WORK ITEM -
Report all lines of the data below that hold the word "records".

★ ★ ★

use anyhow::Result;
use clap::{Arg, ArgGroup, ArgMatches, Command};

pub const ARG_VAULT_URL: &str = "vault-url";
pub const ARG_VAULT_ROLE_ID: &str = "vault-role-id";
pub const ARG_VAULT_SECRET_ID: &str = "vault-secret-id";
pub const ARG_VAULT_WRAPPED_TOKEN: &str = "vault-wrapped-token";
pub const ARG_VAULT_KV_MOUNT: &str = "vault-kv-mount";
pub const ARG_VAULT_KV_PATH: &str = "vault-kv-path";
pub const ARG_CONFIG_POLL_SECONDS: &str = "config-poll-seconds";

#[must_use]
pub fn with_args(command: Command) -> Command {
    command
        .arg(
            Arg::new(ARG_VAULT_URL)
                .long(ARG_VAULT_URL)
                .help("Vault AppRole login URL, e.g. https://vault.tld:8200/v1/auth/approle/login")
                .env("WARDEN_VAULT_URL")
                .required(true),
        )
        .arg(
            Arg::new(ARG_VAULT_ROLE_ID)
                .long(ARG_VAULT_ROLE_ID)
                .help("Vault role id")
                .env("WARDEN_VAULT_ROLE_ID")
                .required(true),
        )
        .arg(
            Arg::new(ARG_VAULT_SECRET_ID)
                .long(ARG_VAULT_SECRET_ID)
                .help("Vault secret id")
                .env("WARDEN_VAULT_SECRET_ID"),
        )
        .arg(
            Arg::new(ARG_VAULT_WRAPPED_TOKEN)
                .long(ARG_VAULT_WRAPPED_TOKEN)
                .help("Vault wrapped token holding the secret id")
                .env("WARDEN_VAULT_WRAPPED_TOKEN"),
        )
        .group(
            ArgGroup::new("vault-auth")
                .args([ARG_VAULT_SECRET_ID, ARG_VAULT_WRAPPED_TOKEN])
                .required(true)
                .multiple(false),
        )
        .arg(
            Arg::new(ARG_VAULT_KV_MOUNT)
                .long(ARG_VAULT_KV_MOUNT)
                .help("Vault KV-v2 mount holding the settings document")
                .env("WARDEN_VAULT_KV_MOUNT")
                .default_value("secret"),
        )
        .arg(
            Arg::new(ARG_VAULT_KV_PATH)
                .long(ARG_VAULT_KV_PATH)
                .help("Vault KV-v2 path of the settings document")
                .env("WARDEN_VAULT_KV_PATH")
                .default_value("warden/values"),
        )
        .arg(
            Arg::new(ARG_CONFIG_POLL_SECONDS)
                .long(ARG_CONFIG_POLL_SECONDS)
                .help("How often to check Vault for a new settings version")
                .env("WARDEN_CONFIG_POLL_SECONDS")
                .default_value("5")
                .value_parser(clap::value_parser!(u64).range(1..)),
        )
}

#[derive(Debug)]
pub struct Options {
    pub url: String,
    pub role_id: String,
    pub secret_id: Option<String>,
    pub wrapped_token: Option<String>,
    pub kv_mount: String,
    pub kv_path: String,
    pub config_poll_seconds: u64,
}

impl Options {
    /// # Errors
    /// Returns an error if a required argument is missing.
    pub fn parse(matches: &ArgMatches) -> Result<Self> {
        let url = matches
            .get_one::<String>(ARG_VAULT_URL)
            .cloned()
            .ok_or_else(|| anyhow::anyhow!("missing required argument: --{ARG_VAULT_URL}"))?;
        let role_id = matches
            .get_one::<String>(ARG_VAULT_ROLE_ID)
            .cloned()
            .ok_or_else(|| anyhow::anyhow!("missing required argument: --{ARG_VAULT_ROLE_ID}"))?;

        Ok(Self {
            url,
            role_id,
            secret_id: matches.get_one::<String>(ARG_VAULT_SECRET_ID).cloned(),
            wrapped_token: matches.get_one::<String>(ARG_VAULT_WRAPPED_TOKEN).cloned(),
            kv_mount: matches
                .get_one::<String>(ARG_VAULT_KV_MOUNT)
                .cloned()
                .unwrap_or_else(|| "secret".to_string()),
            kv_path: matches
                .get_one::<String>(ARG_VAULT_KV_PATH)
                .cloned()
                .unwrap_or_else(|| "warden/values".to_string()),
            config_poll_seconds: matches
                .get_one::<u64>(ARG_CONFIG_POLL_SECONDS)
                .copied()
                .unwrap_or(5),
        })
    }
}
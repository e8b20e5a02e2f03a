//! Session tokens, refresh codes and revocation.
//!
//! Flow Overview:
//! 1) `issue` signs fresh claims and records `{ns}:session:{sub} -> jti`. A user has one
//!    session; issuing again replaces it.
//! 2) `verify` checks the signature and expiry, then requires the recorded jti to match
//!    so a logged-out or replaced token stops working before it expires.
//! 3) `issue_refresh_code` stores a single-use grant under the hash of a random code;
//!    `refresh_token` takes it atomically and issues a new token.
//! 4) `logout` removes the session record only if it still belongs to the token.
//! 5) `list`, `revoke` and `clear` manage the records directly: a revoked user's token
//!    and refresh codes stop working on their next use.

use base64::Engine;
use rand::{RngCore, rngs::OsRng};
use serde::{Deserialize, Serialize};
use sha2::{Digest, Sha256};
use std::sync::Arc;
use std::time::Duration;
use tracing::{debug, info, instrument};

use super::{AuthError, Claims, ClaimsCodec};
use crate::settings::Settings;
use crate::store::{SessionStore, StoreError};

/// A signed token together with the claims it carries.
#[derive(Clone, Debug)]
pub struct IssuedToken {
    pub token: String,
    pub claims: Claims,
}

#[derive(Serialize, Deserialize)]
struct RefreshGrant {
    sub: String,
    jti: String,
}

pub struct Sessions {
    store: Arc<dyn SessionStore>,
    codec: Arc<dyn ClaimsCodec>,
    namespace: String,
    refresh_code_ttl: Duration,
}

impl Sessions {
    pub fn new(
        store: Arc<dyn SessionStore>,
        codec: Arc<dyn ClaimsCodec>,
        namespace: &str,
        refresh_code_ttl: Duration,
    ) -> Self {
        Self {
            store,
            codec,
            namespace: namespace.to_string(),
            refresh_code_ttl,
        }
    }

    fn session_prefix(&self) -> String {
        format!("{}:session:", self.namespace)
    }

    fn session_key(&self, sub: &str) -> String {
        format!("{}{sub}", self.session_prefix())
    }

    fn refresh_key(&self, code: &str) -> String {
        format!("{}:refresh:{:x}", self.namespace, Sha256::digest(code.as_bytes()))
    }

    /// Sign a new token for `sub` and make it the user's only session.
    ///
    /// # Errors
    /// Returns `Signing` or `TransientStore`.
    #[instrument(skip(self, settings))]
    pub async fn issue(&self, settings: &Settings, sub: &str) -> Result<IssuedToken, AuthError> {
        let claims = Claims::new(&self.namespace, sub, settings.session_ttl);
        let token = self.codec.sign(&claims)?;
        self.store
            .put(&self.session_key(sub), &claims.jti, settings.session_ttl)
            .await?;
        Ok(IssuedToken { token, claims })
    }

    /// # Errors
    /// Returns `Unauthenticated` if the token is invalid, expired or revoked.
    #[instrument(skip_all)]
    pub async fn verify(&self, settings: &Settings, token: &str) -> Result<Claims, AuthError> {
        let claims = self.codec.verify(token)?;
        let key = self.session_key(&claims.sub);
        match self.store.get(&key).await? {
            Some(jti) if jti == claims.jti => {
                self.store.touch(&key, settings.session_ttl).await?;
                Ok(claims)
            }
            _ => {
                debug!(sub = %claims.sub, "token has no live session");
                Err(AuthError::Unauthenticated)
            }
        }
    }

    /// Create a short-lived, single-use code that can be exchanged for a new token.
    ///
    /// Only the code's hash is stored.
    ///
    /// # Errors
    /// Returns `Signing` if no random code can be generated, or `TransientStore`.
    #[instrument(skip_all, fields(sub = %claims.sub))]
    pub async fn issue_refresh_code(&self, claims: &Claims) -> Result<String, AuthError> {
        let code = generate_code()?;
        let grant = RefreshGrant {
            sub: claims.sub.clone(),
            jti: claims.jti.clone(),
        };
        let grant = serde_json::to_string(&grant)
            .map_err(|err| AuthError::Signing(err.to_string()))?;
        self.store
            .put(&self.refresh_key(&code), &grant, self.refresh_code_ttl)
            .await?;
        Ok(code)
    }

    /// Exchange a refresh code for a new token. A code works at most once.
    ///
    /// # Errors
    /// Returns `InvalidRefreshCode` if the code is unknown, expired, already used or
    /// belongs to a session that has ended.
    #[instrument(skip_all)]
    pub async fn refresh_token(
        &self,
        settings: &Settings,
        code: &str,
    ) -> Result<IssuedToken, AuthError> {
        let Some(grant) = self.store.take(&self.refresh_key(code.trim())).await? else {
            return Err(AuthError::InvalidRefreshCode);
        };
        let grant: RefreshGrant = serde_json::from_str(&grant)
            .map_err(|err| StoreError::Decode(err.to_string()))?;

        let current = self.store.get(&self.session_key(&grant.sub)).await?;
        if current.as_deref() != Some(grant.jti.as_str()) {
            debug!(sub = %grant.sub, "refresh code outlived its session");
            return Err(AuthError::InvalidRefreshCode);
        }
        self.issue(settings, &grant.sub).await
    }

    /// Revoke the session behind `claims`.
    ///
    /// # Errors
    /// Returns `TransientStore` if the store is unreachable.
    #[instrument(skip_all, fields(sub = %claims.sub))]
    pub async fn logout(&self, claims: &Claims) -> Result<(), AuthError> {
        let removed = self
            .store
            .delete_if(&self.session_key(&claims.sub), &claims.jti)
            .await?;
        if !removed {
            debug!("session already ended");
        }
        Ok(())
    }

    /// Users that currently hold a session.
    ///
    /// # Errors
    /// Returns `TransientStore` if the store is unreachable.
    #[instrument(skip_all)]
    pub async fn list(&self) -> Result<Vec<String>, AuthError> {
        let prefix = self.session_prefix();
        Ok(self
            .store
            .keys(&prefix)
            .await?
            .into_iter()
            .filter_map(|key| key.strip_prefix(&prefix).map(str::to_string))
            .collect())
    }

    /// End whatever session `sub` currently has. Returns `false` if there was none.
    ///
    /// # Errors
    /// Returns `TransientStore` if the store is unreachable.
    #[instrument(skip(self))]
    pub async fn revoke(&self, sub: &str) -> Result<bool, AuthError> {
        let key = self.session_key(sub);
        let Some(jti) = self.store.get(&key).await? else {
            return Ok(false);
        };
        Ok(self.store.delete_if(&key, &jti).await?)
    }

    /// End every session in the namespace. Returns how many were live.
    ///
    /// # Errors
    /// Returns `TransientStore` if the store is unreachable.
    #[instrument(skip_all)]
    pub async fn clear(&self) -> Result<u64, AuthError> {
        let removed = self.store.delete_prefix(&self.session_prefix()).await?;
        info!(removed, "all sessions revoked");
        Ok(removed)
    }
}

/// 32 random bytes, URL-safe base64 without padding.
fn generate_code() -> Result<String, AuthError> {
    let mut bytes = [0u8; 32];
    OsRng
        .try_fill_bytes(&mut bytes)
        .map_err(|err| AuthError::Signing(err.to_string()))?;
    Ok(base64::engine::general_purpose::URL_SAFE_NO_PAD.encode(bytes))
}

#[cfg(test)]
mod tests {
    use super::*;
    use crate::auth::JwtCodec;
    use crate::store::MemoryStore;
    use secrecy::SecretString;

    fn sessions() -> (Arc<MemoryStore>, Sessions) {
        let store = Arc::new(MemoryStore::new());
        let codec = Arc::new(JwtCodec::new(&SecretString::from("test-key".to_string()), "lab"));
        let sessions = Sessions::new(store.clone(), codec, "lab", Duration::from_secs(60));
        (store, sessions)
    }

    async fn issue(sessions: &Sessions, settings: &Settings, sub: &str) -> IssuedToken {
        match sessions.issue(settings, sub).await {
            Ok(issued) => issued,
            Err(err) => panic!("issue failed: {err}"),
        }
    }

    #[tokio::test]
    async fn issued_token_verifies() {
        let (_, sessions) = sessions();
        let settings = Settings::default();
        let issued = issue(&sessions, &settings, "u1").await;
        let claims = sessions.verify(&settings, &issued.token).await;
        assert_eq!(claims.ok(), Some(issued.claims));
    }

    #[tokio::test]
    async fn logout_revokes_a_valid_token() {
        let (_, sessions) = sessions();
        let settings = Settings::default();
        let issued = issue(&sessions, &settings, "u1").await;
        assert!(sessions.logout(&issued.claims).await.is_ok());
        assert!(matches!(
            sessions.verify(&settings, &issued.token).await,
            Err(AuthError::Unauthenticated)
        ));
    }

    #[tokio::test]
    async fn new_login_replaces_previous_session() {
        let (_, sessions) = sessions();
        let settings = Settings::default();
        let first = issue(&sessions, &settings, "u1").await;
        let second = issue(&sessions, &settings, "u1").await;
        assert!(sessions.verify(&settings, &first.token).await.is_err());
        assert!(sessions.verify(&settings, &second.token).await.is_ok());

        // Logging out the stale token leaves the current session alone.
        assert!(sessions.logout(&first.claims).await.is_ok());
        assert!(sessions.verify(&settings, &second.token).await.is_ok());
    }

    #[tokio::test]
    async fn refresh_code_is_single_use() {
        let (_, sessions) = sessions();
        let settings = Settings::default();
        let issued = issue(&sessions, &settings, "u1").await;
        let code = sessions
            .issue_refresh_code(&issued.claims)
            .await
            .unwrap_or_default();
        assert!(!code.is_empty());

        let renewed = sessions.refresh_token(&settings, &code).await;
        assert!(renewed.is_ok());
        assert!(matches!(
            sessions.refresh_token(&settings, &code).await,
            Err(AuthError::InvalidRefreshCode)
        ));

        if let Ok(renewed) = renewed {
            assert_eq!(renewed.claims.sub, "u1");
            assert!(sessions.verify(&settings, &renewed.token).await.is_ok());
            assert!(sessions.verify(&settings, &issued.token).await.is_err());
        }
    }

    #[tokio::test]
    async fn concurrent_refresh_issues_one_token() {
        let (_, sessions) = sessions();
        let sessions = Arc::new(sessions);
        let settings = Arc::new(Settings::default());
        let issued = issue(&sessions, &settings, "u1").await;
        let code = sessions
            .issue_refresh_code(&issued.claims)
            .await
            .unwrap_or_default();

        let mut tasks = Vec::new();
        for _ in 0..8 {
            let sessions = sessions.clone();
            let settings = settings.clone();
            let code = code.clone();
            tasks.push(tokio::spawn(async move {
                sessions.refresh_token(&settings, &code).await.is_ok()
            }));
        }
        let mut successes = 0;
        for task in tasks {
            if task.await.is_ok_and(|ok| ok) {
                successes += 1;
            }
        }
        assert_eq!(successes, 1);
    }

    #[tokio::test(start_paused = true)]
    async fn expired_refresh_code_fails() {
        let (_, sessions) = sessions();
        let settings = Settings::default();
        let issued = issue(&sessions, &settings, "u1").await;
        let code = sessions
            .issue_refresh_code(&issued.claims)
            .await
            .unwrap_or_default();
        tokio::time::advance(Duration::from_secs(61)).await;
        assert!(matches!(
            sessions.refresh_token(&settings, &code).await,
            Err(AuthError::InvalidRefreshCode)
        ));
    }

    #[tokio::test]
    async fn refresh_code_dies_with_its_session() {
        let (_, sessions) = sessions();
        let settings = Settings::default();
        let issued = issue(&sessions, &settings, "u1").await;
        let code = sessions
            .issue_refresh_code(&issued.claims)
            .await
            .unwrap_or_default();
        assert!(sessions.logout(&issued.claims).await.is_ok());
        assert!(matches!(
            sessions.refresh_token(&settings, &code).await,
            Err(AuthError::InvalidRefreshCode)
        ));
    }

    #[tokio::test]
    async fn unknown_code_fails() {
        let (_, sessions) = sessions();
        let settings = Settings::default();
        assert!(matches!(
            sessions.refresh_token(&settings, "nope").await,
            Err(AuthError::InvalidRefreshCode)
        ));
    }

    #[tokio::test]
    async fn revoke_ends_current_session_and_its_codes() {
        let (_, sessions) = sessions();
        let settings = Settings::default();
        let issued = issue(&sessions, &settings, "u1").await;
        let code = sessions
            .issue_refresh_code(&issued.claims)
            .await
            .unwrap_or_default();
        assert_eq!(sessions.revoke("u1").await.ok(), Some(true));
        assert_eq!(sessions.revoke("u1").await.ok(), Some(false));
        assert!(sessions.verify(&settings, &issued.token).await.is_err());
        assert!(matches!(
            sessions.refresh_token(&settings, &code).await,
            Err(AuthError::InvalidRefreshCode)
        ));
    }

    #[tokio::test]
    async fn list_and_clear_cover_the_namespace_only() {
        let (store, sessions) = sessions();
        let settings = Settings::default();
        let first = issue(&sessions, &settings, "u2").await;
        let second = issue(&sessions, &settings, "u1").await;
        assert!(sessions.issue_refresh_code(&second.claims).await.is_ok());
        assert!(store.put("other:session:u9", "jti", Duration::from_secs(60)).await.is_ok());

        assert_eq!(
            sessions.list().await.ok(),
            Some(vec!["u1".to_string(), "u2".to_string()])
        );
        assert_eq!(sessions.clear().await.ok(), Some(2));
        assert_eq!(sessions.list().await.ok(), Some(Vec::new()));
        assert!(sessions.verify(&settings, &first.token).await.is_err());
        assert!(sessions.verify(&settings, &second.token).await.is_err());
        assert!(store.keys("other:").await.is_ok_and(|keys| keys.len() == 1));
    }

    #[tokio::test]
    async fn verify_fails_closed_on_store_outage() {
        let (store, sessions) = sessions();
        let settings = Settings::default();
        let issued = issue(&sessions, &settings, "u1").await;
        store.set_unavailable(true);
        assert!(matches!(
            sessions.verify(&settings, &issued.token).await,
            Err(AuthError::TransientStore(_))
        ));
    }
}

★ ★ ★

RESPONSE -
//! 1) `issue` signs fresh claims and records `{ns}:session:{sub} -> jti`. A user has one
//! 5) `list`, `revoke` and `clear` manage the records directly: a revoked user's token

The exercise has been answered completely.